In fact, training your glutes daily is a good thing — you just want to make sure you're working all three muscles: your gluteus maximus, gluteus medius and gluteus minimus. Targeting all three glute muscles distributes the effort evenly and allows you to maintain a daily training regimen.
You also want to keep your daily routine short, and this 5-minute butt workout provides the perfect dose. Doing 5-minute glute workouts every day might not seem like a lot, but their butt-boosting benefits add up over time.
Ready to get started? Do each exercise for 45 seconds and rest for 15 seconds between each move.
Move 1: Sumo Squat
- Stand with your feet a little wider than hip-width apart with your toes turned out.
- Bend your knees and lower your butt down into a squat, driving your knees out toward your pinky toes, while keeping your chest up and back flat.
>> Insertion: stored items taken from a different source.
//! Timing queries: journey durations, step transitions, velocity trends and
//! segment timing.

use chrono::{DateTime, Utc};
use diesel::prelude::*;
use diesel::sql_types::{BigInt, Double, Integer, Text, Timestamptz};

use funnelcast_common::db::{DbPool, run_with_statement_retry};
use funnelcast_common::error::AppError;
use funnelcast_common::tenant::TenantContext;

use super::{DateRange, Granularity, SegmentDimension};

#[derive(Debug, QueryableByName)]
pub struct DurationRow {
    #[diesel(sql_type = Double)]
    pub seconds: f64,
}

/// Raw full-conversion journey durations for the window, capped at 10k rows.
/// Percentiles are computed in process, which yields true percentiles rather
/// than ratio estimates.
pub fn journey_durations(
    pool: &DbPool,
    ctx: TenantContext,
    funnel_id: i64,
    range: DateRange,
) -> Result<Vec<f64>, AppError> {
    let rows: Vec<DurationRow> = run_with_statement_retry(pool, |conn| {
        diesel::sql_query(
            "SELECT EXTRACT(EPOCH FROM completed_at - entered_at)::float8 AS seconds \
             FROM funnel_user_states \
             WHERE tenant_id = $1 AND workspace_id = $2 AND funnel_id = $3 \
               AND status = 'completed' AND completed_at BETWEEN $4 AND $5 \
             ORDER BY completed_at \
             LIMIT 10000",
        )
        .bind::<BigInt, _>(ctx.tenant_id)
        .bind::<BigInt, _>(ctx.workspace_id)
        .bind::<BigInt, _>(funnel_id)
        .bind::<Timestamptz, _>(range.start)
        .bind::<Timestamptz, _>(range.end)
        .load(conn)
        .map_err(AppError::from)
    })?;

    Ok(rows.into_iter().map(|r| r.seconds).collect())
}

#[derive(Debug, QueryableByName)]
pub struct StepTransitionRow {
    #[diesel(sql_type = Integer)]
    pub step_order: i32,
    #[diesel(sql_type = BigInt)]
    pub moved: i64,
    #[diesel(sql_type = Double)]
    pub avg_seconds: f64,
    #[diesel(sql_type = Double)]
    pub median_seconds: f64,
    #[diesel(sql_type = Double)]
    pub p90_seconds: f64,
}

/// Time from each step to the next, derived from step-annotated events
/// (first sighting per user per step).
pub fn step_transitions(
    pool: &DbPool,
    ctx: TenantContext,
    funnel_id: i64,
    range: DateRange,
) -> Result<Vec<StepTransitionRow>, AppError> {
    run_with_statement_retry(pool, |conn| {
        diesel::sql_query(
            "WITH step_events AS ( \
                 SELECT anonymous_id, funnel_step_order AS step_order, MIN(\"timestamp\") AS first_at \
                 FROM events \
                 WHERE tenant_id = $1 AND workspace_id = $2 AND funnel_id = $3 \
                   AND funnel_step_order IS NOT NULL \
                   AND \"timestamp\" BETWEEN $4 AND $5 \
                 GROUP BY 1, 2 \
             ) \
             SELECT a.step_order AS step_order, \
                    COUNT(*) AS moved, \
                    COALESCE(AVG(EXTRACT(EPOCH FROM b.first_at - a.first_at)), 0)::float8 AS avg_seconds, \
                    COALESCE(percentile_cont(0.5) WITHIN GROUP \
                        (ORDER BY EXTRACT(EPOCH FROM b.first_at - a.first_at)), 0)::float8 AS median_seconds, \
                    COALESCE(percentile_cont(0.9) WITHIN GROUP \
                        (ORDER BY EXTRACT(EPOCH FROM b.first_at - a.first_at)), 0)::float8 AS p90_seconds \
             FROM step_events a \
             JOIN step_events b ON b.anonymous_id = a.anonymous_id AND b.step_order = a.step_order + 1 \
             WHERE b.first_at >= a.first_at \
             GROUP BY a.step_order \
             ORDER BY a.step_order",
        )
        .bind::<BigInt, _>(ctx.tenant_id)
        .bind::<BigInt, _>(ctx.workspace_id)
        .bind::<BigInt, _>(funnel_id)
        .bind::<Timestamptz, _>(range.start)
        .bind::<Timestamptz, _>(range.end)
        .load(conn)
        .map_err(AppError::from)
    })
}

#[derive(Debug, Clone, QueryableByName)]
pub struct VelocityRow {
    #[diesel(sql_type = Timestamptz)]
    pub period: DateTime<Utc>,
    #[diesel(sql_type = BigInt)]
    pub conversions: i64,
    #[diesel(sql_type = Double)]
    pub avg_seconds: f64,
    #[diesel(sql_type = Double)]
    pub median_seconds: f64,
}

/// Conversion-time trend per calendar period.
pub fn velocity_trend(
    pool: &DbPool,
    ctx: TenantContext,
    funnel_id: i64,
    granularity: Granularity,
    range: DateRange,
) -> Result<Vec<VelocityRow>, AppError> {
    run_with_statement_retry(pool, |conn| {
        diesel::sql_query(
            "SELECT date_trunc($4, completed_at) AS period, \
                    COUNT(*) AS conversions, \
                    COALESCE(EXTRACT(EPOCH FROM AVG(completed_at - entered_at)), 0)::float8 AS avg_seconds, \
                    COALESCE(percentile_cont(0.5) WITHIN GROUP \
                        (ORDER BY EXTRACT(EPOCH FROM completed_at - entered_at)), 0)::float8 AS median_seconds \
             FROM funnel_user_states \
             WHERE tenant_id = $1 AND workspace_id = $2 AND funnel_id = $3 \
               AND status = 'completed' AND completed_at BETWEEN $5 AND $6 \
             GROUP BY 1 \
             ORDER BY 1",
        )
        .bind::<BigInt, _>(ctx.tenant_id)
        .bind::<BigInt, _>(ctx.workspace_id)
        .bind::<BigInt, _>(funnel_id)
        .bind::<Text, _>(granularity.pg_unit())
        .bind::<Timestamptz, _>(range.start)
        .bind::<Timestamptz, _>(range.end)
        .load(conn)
        .map_err(AppError::from)
    })
}

#[derive(Debug, QueryableByName)]
pub struct SegmentTimingRow {
    #[diesel(sql_type = Text)]
    pub segment: String,
    #[diesel(sql_type = BigInt)]
    pub users: i64,
    #[diesel(sql_type = Double)]
    pub avg_seconds: f64,
}

/// Average conversion time per segment value, segments with ≥10 converters
/// only.
pub fn segment_timing(
    pool: &DbPool,
    ctx: TenantContext,
    funnel_id: i64,
    dimension: SegmentDimension,
    range: DateRange,
) -> Result<Vec<SegmentTimingRow>, AppError> {
    let sql = format!(
        "WITH conv AS ( \
             SELECT anonymous_id, EXTRACT(EPOCH FROM completed_at - entered_at)::float8 AS seconds \
             FROM funnel_user_states \
             WHERE tenant_id = $1 AND workspace_id = $2 AND funnel_id = $3 \
               AND status = 'completed' AND completed_at BETWEEN $4 AND $5 \
         ), \
         seg AS ( \
             SELECT DISTINCT ON (e.anonymous_id) e.anonymous_id, {dim} AS segment \
             FROM events e \
             WHERE e.tenant_id = $1 AND e.workspace_id = $2 \
               AND e.\"timestamp\" BETWEEN $4 AND $5 \
             ORDER BY e.anonymous_id, e.\"timestamp\" ASC \
         ) \
         SELECT seg.segment AS segment, COUNT(*) AS users, AVG(conv.seconds)::float8 AS avg_seconds \
         FROM conv \
         JOIN seg ON seg.anonymous_id = conv.anonymous_id \
         GROUP BY 1 \
         HAVING COUNT(*) >= 10 \
         ORDER BY avg_seconds ASC",
        dim = dimension.column_expr(),
    );

    run_with_statement_retry(pool, |conn| {
        diesel::sql_query(&sql)
            .bind::<BigInt, _>(ctx.tenant_id)
            .bind::<BigInt, _>(ctx.workspace_id)
            .bind::<BigInt, _>(funnel_id)
            .bind::<Timestamptz, _>(range.start)
            .bind::<Timestamptz, _>(range.end)
            .load(conn)
            .map_err(AppError::from)
    })
}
- Drive through your heels to stand back up and squeeze your glutes at the top of the movement.
Move 2: Alternating Lateral Lunge
- Stand with your feet hip-distance apart.
- Step your right foot out to the side, keeping your feet flat.
- Push your hips back and down, bending your right knee and straightening the left leg. Your weight should be in your heels and your chest should be up.
- Drive through your right foot to stand back up and return to the starting position.
- Repeat for 6 reps and then switch sides.
Move 3: Bulgarian Split Squat
- Stand in a split stance (about 2 to 3 feet) with your right foot in front and your left foot on top of an elevated surface, like a chair or bench, toes tucked.
- Bend your knees, dropping your back knee straight down. Your right knee should form a 90-degree angle. Make sure your left hip is stacked above your left knee. Get your left knee as close to the ground as you can.
- Drive through your right heel to stand.
- Repeat for 22 seconds and then switch sides.
Move 4: Clamshell
- Lie on your side with knees bent and your hips stacked. Rest your head on your bottom arm and place your other arm in front of you for balance.
- Keeping your heels together, rotate your top knee open until you feel the tension in your side glute.
- Lower your knee back down to the starting position.
- Perform for 22 seconds and repeat on the other side.
Move 5: Glute Bridge
- Lie on your back with your knees bent and your feet hip-width apart.
- Press your heels into the ground and drive your hips toward the ceiling, squeezing your glutes at the top. You should form a diagonal line from your knees to your shoulders.
- Lower your butt back down to the starting position.